SAÍDA LIMPA… MAS COM MONITORIZAÇÃO ATÉ 2038
Passos anunciou que Portugal dispensou um programa de crédito cautelar, mas reconheceu que a austeridade veio para ficar por mais uns anos.
Portugal vai sair do Programa de Assistência Económica e Financeira sem recurso a qualquer linha de apoio cautelar dos parceiros internacionais. O anúncio do primeiro-ministro chegou no início de maio sem grande surpresa, numa altura em que já todos os analistas antecipavam a chamada “saída limpa” do programa que durante três anos deixou Portugal sob “protetorado”, como classificava habitualmente o vice-primeiro-ministro Paulo Portas. A saída sem programa de crédito cautelar acabou por ser a opção do Governo, seguindo o exemplo da Irlanda e numa altura em que os vários países europeus resistiam em assumir mais compromissos futuros com Portugal, sobretudo num contexto de eleições europeias. “Depois de uma profunda ponderação de todos os prós e contras, concluímos que esta é a escolha certa na altura certa. É a escolha que defende mais eficazmente os interesses de Portugal e dos portugueses e que melhor corresponde às suas justas expectativas”, disse o primeiro-ministro na declaração em que fez o anúncio ao país. É tempo agora, disse Passos, de Portugal “começar a sarar as feridas”. Mas em que se traduzirá esta saída “limpa” que várias personalidades tinham desaconselhado? Cavaco Silva, Durão Barroso, Oli Rehn, Vítor Gaspar ou Eduardo Catroga foram alguns dos nomes que alertaram para a necessidade de Portugal ter uma rede de segurança. Mas na hora de elogiar a saída limpa, o Presidente da República foi o primeiro a vir elogiar o passado e apontar o dedo àqueles que foram antecipando um segundo resgate: “O que dizem agora?”, escreveu Cavaco na sua página do Facebook. Para garantir a saída limpa, Portugal livrou-se da assinatura de um “minimemorando”, como terá exigido inicialmente a troika. Mas acabou por ter que se comprometer com uma carta de compromissos. A esta altura o seu conteúdo ainda não é conhecido. Que medidas terão ficado prometidas aos parceiros internacionais é ainda um segredo bem guardado no seio do Executivo. A oposição bem que apelou à revelação do “minimemorando”, como lhe chamou o PS, antes das eleições europeias de 25 de maio, mas o Governo não cedeu. Durante o mês de maio, a equipa governamental e a maioria PSD/CDS destacaram os pontos positivos da saída limpa. O facto de ter sido possível evitar um segundo resgate foi a mensagem de ordem, e a garantia de que a consolidação orçamental é um caminho que não pode ser invertido no futuro, a certeza deixada.

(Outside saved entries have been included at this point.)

//! Integration selection
//!
//! The emulator drives achievements through [`Achievements`]. The native
//! [`Engine`] is one implementation; [`ExternalIntegration`] hands the same
//! calls to a third-party client that does its own networking and
//! evaluation.

use crate::engine::{Collaborators, Engine};
use cheevos_core::{AchievementsConfig, AchievementsError, ConfigError, IntegrationMode};
use cheevos_disc::{ExecutableReader, IdentityResolver, Resolution};
use cheevos_runtime::MemoryAccessor;

/// Emulator-facing achievements lifecycle
pub trait Achievements: Send {
    fn game_changed(&mut self, elf_path: &str, checksum: u32);
    fn do_frame(&mut self, memory: &dyn MemoryAccessor);
    fn save_state(&mut self) -> Vec<u8>;
    fn load_state(&mut self, data: &[u8]);
    /// Returns false if the user declined to reset
    fn reset(&mut self) -> bool;
    /// Returns false if the user declined to shut down
    fn shutdown(&mut self) -> bool;
    fn on_paused(&mut self, paused: bool);
    fn challenge_mode(&self) -> bool;
}

impl Achievements for Engine {
    fn game_changed(&mut self, elf_path: &str, checksum: u32) {
        Engine::game_changed(self, elf_path, checksum);
    }

    fn do_frame(&mut self, memory: &dyn MemoryAccessor) {
        Engine::do_frame(self, memory);
    }

    fn save_state(&mut self) -> Vec<u8> {
        Engine::save_state(self)
    }

    fn load_state(&mut self, data: &[u8]) {
        Engine::load_state(self, data);
    }

    fn reset(&mut self) -> bool {
        Engine::reset(self);
        true
    }

    fn shutdown(&mut self) -> bool {
        Engine::shutdown(self);
        true
    }

    fn on_paused(&mut self, paused: bool) {
        Engine::on_paused(self, paused);
    }

    fn challenge_mode(&self) -> bool {
        Engine::challenge_mode(self)
    }
}

/// A third-party achievements client
pub trait ExternalClient: Send {
    /// Evaluate one frame; the client reads memory through its own hooks
    fn do_frame(&mut self);
    /// Serialized client state, or `None` on failure
    fn capture_state(&mut self) -> Option<Vec<u8>>;
    fn restore_state(&mut self, data: &[u8]);
    fn on_reset(&mut self);
    fn set_paused(&mut self, paused: bool);
    /// Game id for an identity hash, 0 if unknown
    fn identify_hash(&mut self, hash: &str) -> u32;
    fn activate_game(&mut self, game_id: u32);
    /// Ask the user whether unsaved achievement work may be discarded
    fn confirm_load(&mut self, hard_reset: bool) -> bool;
    fn hardcore_active(&self) -> bool;
}

/// Routes the emulator lifecycle to an [`ExternalClient`]
pub struct ExternalIntegration {
    client: Box<dyn ExternalClient>,
    reader: Box<dyn ExecutableReader + Send>,
    identity: IdentityResolver,
    game_id: u32,
}

impl ExternalIntegration {
    pub fn new(client: Box<dyn ExternalClient>, reader: Box<dyn ExecutableReader + Send>) -> Self {
        Self {
            client,
            reader,
            identity: IdentityResolver::new(),
            game_id: 0,
        }
    }

    pub fn game_id(&self) -> u32 {
        self.game_id
    }
}

impl Achievements for ExternalIntegration {
    fn game_changed(&mut self, elf_path: &str, checksum: u32) {
        let hash = match self.identity.resolve(checksum, elf_path, self.reader.as_ref()) {
            Resolution::Unchanged => return,
            Resolution::Changed { hash } => hash,
        };

        self.game_id = if hash.is_empty() {
            0
        } else {
            self.client.identify_hash(&hash)
        };
        tracing::info!("External client activating game {}", self.game_id);
        self.client.activate_game(self.game_id);
    }

    fn do_frame(&mut self, _memory: &dyn MemoryAccessor) {
        self.client.do_frame();
    }

    fn save_state(&mut self) -> Vec<u8> {
        self.client.capture_state().unwrap_or_else(|| {
            tracing::warn!("Failed to serialize cheevos state from external client");
            Vec::new()
        })
    }

    fn load_state(&mut self, data: &[u8]) {
        if data.is_empty() {
            tracing::warn!("State is missing cheevos data, resetting external client");
            self.client.on_reset();
        } else {
            self.client.restore_state(data);
        }
    }

    fn reset(&mut self) -> bool {
        if !self.client.confirm_load(false) {
            return false;
        }
        self.client.on_reset();
        true
    }

    fn shutdown(&mut self) -> bool {
        if !self.client.confirm_load(true) {
            return false;
        }
        self.client.set_paused(false);
        self.client.activate_game(0);
        self.identity.clear();
        self.game_id = 0;
        true
    }

    fn on_paused(&mut self, paused: bool) {
        self.client.set_paused(paused);
    }

    fn challenge_mode(&self) -> bool {
        self.client.hardcore_active()
    }
}

/// Build the integration selected by `config.integration`.
///
/// The native engine is returned initialized. `External` requires a client.
pub fn build_achievements(
    config: AchievementsConfig,
    collaborators: Collaborators,
    external: Option<Box<dyn ExternalClient>>,
) -> Result<Box<dyn Achievements>, AchievementsError> {
    match config.integration {
        IntegrationMode::Native => {
            let mut engine = Engine::new(config, collaborators)?;
            engine.initialize();
            Ok(Box::new(engine))
        }
        IntegrationMode::External => {
            let client = external.ok_or(ConfigError::IntegrationUnavailable)?;
            tracing::info!("Using external achievements client");
            Ok(Box::new(ExternalIntegration::new(client, collaborators.reader)))
        }
    }
}
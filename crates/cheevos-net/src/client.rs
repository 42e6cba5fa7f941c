//! Session client request queue
//!
//! Requests are handed to a small pool of worker threads which run the
//! transport and push the result onto a completion queue. Workers never see
//! anything but the request and an opaque tag; the owner thread applies
//! results when it calls [`SessionClient::poll`].

use crate::session::Session;
use crate::transport::{HttpRequest, HttpResponse, Transport};
use parking_lot::{Condvar, Mutex};
use std::collections::VecDeque;
use std::panic::{catch_unwind, AssertUnwindSafe};
use std::sync::Arc;
use std::thread::JoinHandle;

/// A finished request, returned to the owner thread by `poll`
#[derive(Debug, Clone, PartialEq, Eq)]
pub struct Completion<T> {
    pub tag: T,
    pub request: HttpRequest,
    pub response: HttpResponse,
}

struct Job<T> {
    request: HttpRequest,
    tag: T,
}

struct QueueState<T> {
    pending: VecDeque<Job<T>>,
    completed: VecDeque<Completion<T>>,
    in_flight: usize,
    shutdown: bool,
}

impl<T> QueueState<T> {
    fn outstanding(&self) -> usize {
        self.pending.len() + self.in_flight
    }
}

struct Shared<T> {
    state: Mutex<QueueState<T>>,
    /// Signalled when a job is queued or on shutdown
    work_ready: Condvar,
    /// Signalled when a job completes
    completed_ready: Condvar,
}

/// Owns login state and the outbound request queue
pub struct SessionClient<T: Send + 'static> {
    shared: Arc<Shared<T>>,
    workers: Vec<JoinHandle<()>>,
    session: Session,
}

impl<T: Send + 'static> SessionClient<T> {
    /// Create a client with `worker_threads` workers (at least one)
    pub fn new(transport: Arc<dyn Transport>, worker_threads: u32) -> std::io::Result<Self> {
        let shared = Arc::new(Shared {
            state: Mutex::new(QueueState {
                pending: VecDeque::new(),
                completed: VecDeque::new(),
                in_flight: 0,
                shutdown: false,
            }),
            work_ready: Condvar::new(),
            completed_ready: Condvar::new(),
        });

        let count = worker_threads.max(1);
        let mut workers = Vec::with_capacity(count as usize);
        for index in 0..count {
            let shared = Arc::clone(&shared);
            let transport = Arc::clone(&transport);
            let handle = std::thread::Builder::new()
                .name(format!("cheevos-http-{}", index))
                .spawn(move || worker_loop(shared, transport))?;
            workers.push(handle);
        }

        tracing::debug!("Session client started with {} worker(s)", count);

        Ok(Self {
            shared,
            workers,
            session: Session::default(),
        })
    }

    pub fn session(&self) -> &Session {
        &self.session
    }

    pub fn session_mut(&mut self) -> &mut Session {
        &mut self.session
    }

    /// Queue a request. Never blocks and never runs any completion handling.
    pub fn enqueue(&self, request: HttpRequest, tag: T) {
        tracing::trace!("Queueing request {}", request.url);
        let mut state = self.shared.state.lock();
        state.pending.push_back(Job { request, tag });
        self.shared.work_ready.notify_one();
    }

    /// Take every request that finished since the last call, in completion order.
    ///
    /// Returns immediately; an empty vector means nothing has completed.
    pub fn poll(&self) -> Vec<Completion<T>> {
        let mut state = self.shared.state.lock();
        state.completed.drain(..).collect()
    }

    /// Block until a completion is available or nothing is outstanding.
    ///
    /// Returns `true` if completions are ready to be polled. Must not be
    /// called while handling a completion.
    pub fn wait_for_activity(&self) -> bool {
        let mut state = self.shared.state.lock();
        loop {
            if !state.completed.is_empty() {
                return true;
            }
            if state.outstanding() == 0 {
                return false;
            }
            self.shared.completed_ready.wait(&mut state);
        }
    }

    /// Requests queued or running on a worker
    pub fn outstanding(&self) -> usize {
        self.shared.state.lock().outstanding()
    }

    /// Whether any request is queued, running, or waiting to be polled
    pub fn is_busy(&self) -> bool {
        let state = self.shared.state.lock();
        state.outstanding() > 0 || !state.completed.is_empty()
    }
}

impl<T: Send + 'static> Drop for SessionClient<T> {
    fn drop(&mut self) {
        {
            let mut state = self.shared.state.lock();
            state.shutdown = true;
            self.shared.work_ready.notify_all();
        }

        for worker in self.workers.drain(..) {
            if worker.join().is_err() {
                tracing::error!("HTTP worker panicked");
            }
        }
    }
}

fn worker_loop<T: Send>(shared: Arc<Shared<T>>, transport: Arc<dyn Transport>) {
    loop {
        let job = {
            let mut state = shared.state.lock();
            loop {
                if let Some(job) = state.pending.pop_front() {
                    state.in_flight += 1;
                    break job;
                }
                if state.shutdown {
                    return;
                }
                shared.work_ready.wait(&mut state);
            }
        };

        // A panicking transport must not take the worker or the in-flight count with it
        let response = match catch_unwind(AssertUnwindSafe(|| transport.execute(&job.request))) {
            Ok(response) => response,
            Err(_) => {
                tracing::error!("Transport panicked while requesting {}", job.request.url);
                HttpResponse::transport_error()
            }
        };
        tracing::trace!("Request {} finished with status {}", job.request.url, response.status);

        let mut state = shared.state.lock();
        state.in_flight -= 1;
        state.completed.push_back(Completion {
            tag: job.tag,
            request: job.request,
            response,
        });
        shared.completed_ready.notify_all();
    }
}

Juros abaixo de 4% garantem saída limpa
As condições para evitar um cautelar foram garantidas pelo Governo nos últimos meses de troika em Portugal. A yield da dívida a 10 anos marca 3,6% no mercado secundário, perto do nível que a Irlanda tinha quando terminou o seu programa, em dezembro. Portugal já se financiou num leilão sem apoio de bancos. Além disso, o Tesouro conseguiu garantir uma almofada financeira que garante dinheiro em caixa até ao primeiro semestre de 2015. Mas para garantir juros abaixo de 4% e conseguir com isso ir aos mercados financeiros sem a tal ajuda cautelar, Portugal teve que empreender uma política de austeridade bastante dura. As consequências internas foram óbvias: uma recessão acumulada de 7,4% e um desemprego a níveis ainda acima dos 15%. Menos rendimentos e mais impostos são hoje a realidade com que se depara a maioria dos portugueses. Ao mesmo tempo que anunciava a saída limpa, o Governo tinha apresentado o seu Documento de Estratégia Orçamental, onde antecipa um saldo orçamental primário de 4,2% já em 2018. Um objetivo que só será possível se a austeridade for para continuar.
Passos criticou falta de apoio do PS
Passos tem reconhecido estas consequências, lembrando que “foram tempos muitos difíceis” e que “as dificuldades persistem para muitas famílias”. Mas se na hora do adeus à troika elogiou a coragem dos portugueses e o apoio de “muitos parceiros sociais”, para o PS tinha guardada a crítica: “Infelizmente, quando foi preciso cumprir o Programa, um apoio do PS não existiu”, acusou Passos, garantindo que “a falta de compromisso político acentuou ainda mais a incerteza e as dificuldades, obrigando, por vezes, à alteração de medidas e das correspondentes expectativas das pessoas”. A hora agora é de não perder o rumo, tem insistido o primeiro-ministro, com os credores a sublinharem que perante a proximidade de eleições legislativas há um receio de que o país perca o ímpeto reformista. Passos tem prometido que isso não irá acontecer. Para 2015, as medidas já conhecidas não são animadoras para muitos portugueses: o IVA vai subir para 23,5% e a TSU para os trabalhadores sobe mais 0,2%. Pelo meio, a Contribuição Extraordinária de Solidariedade dá lugar à Contribuição de Sustentabilidade, afetando menos rendimentos, e os funcionários públicos e pensionistas começam a recuperar os cortes que os têm afetado. Além disso, o programa de assistência chega ao fim, mas a troika não vai efetivamente embora. Portugal vai ficar sob a chamada “monitorização pós-programa”, que significa que os credores externos perdem margem para exigir medidas ao Governo, mas vão querer saber se Portugal continua no caminho da consolidação. As visitas semestrais das autoridades internacionais mantêm-se até 2038.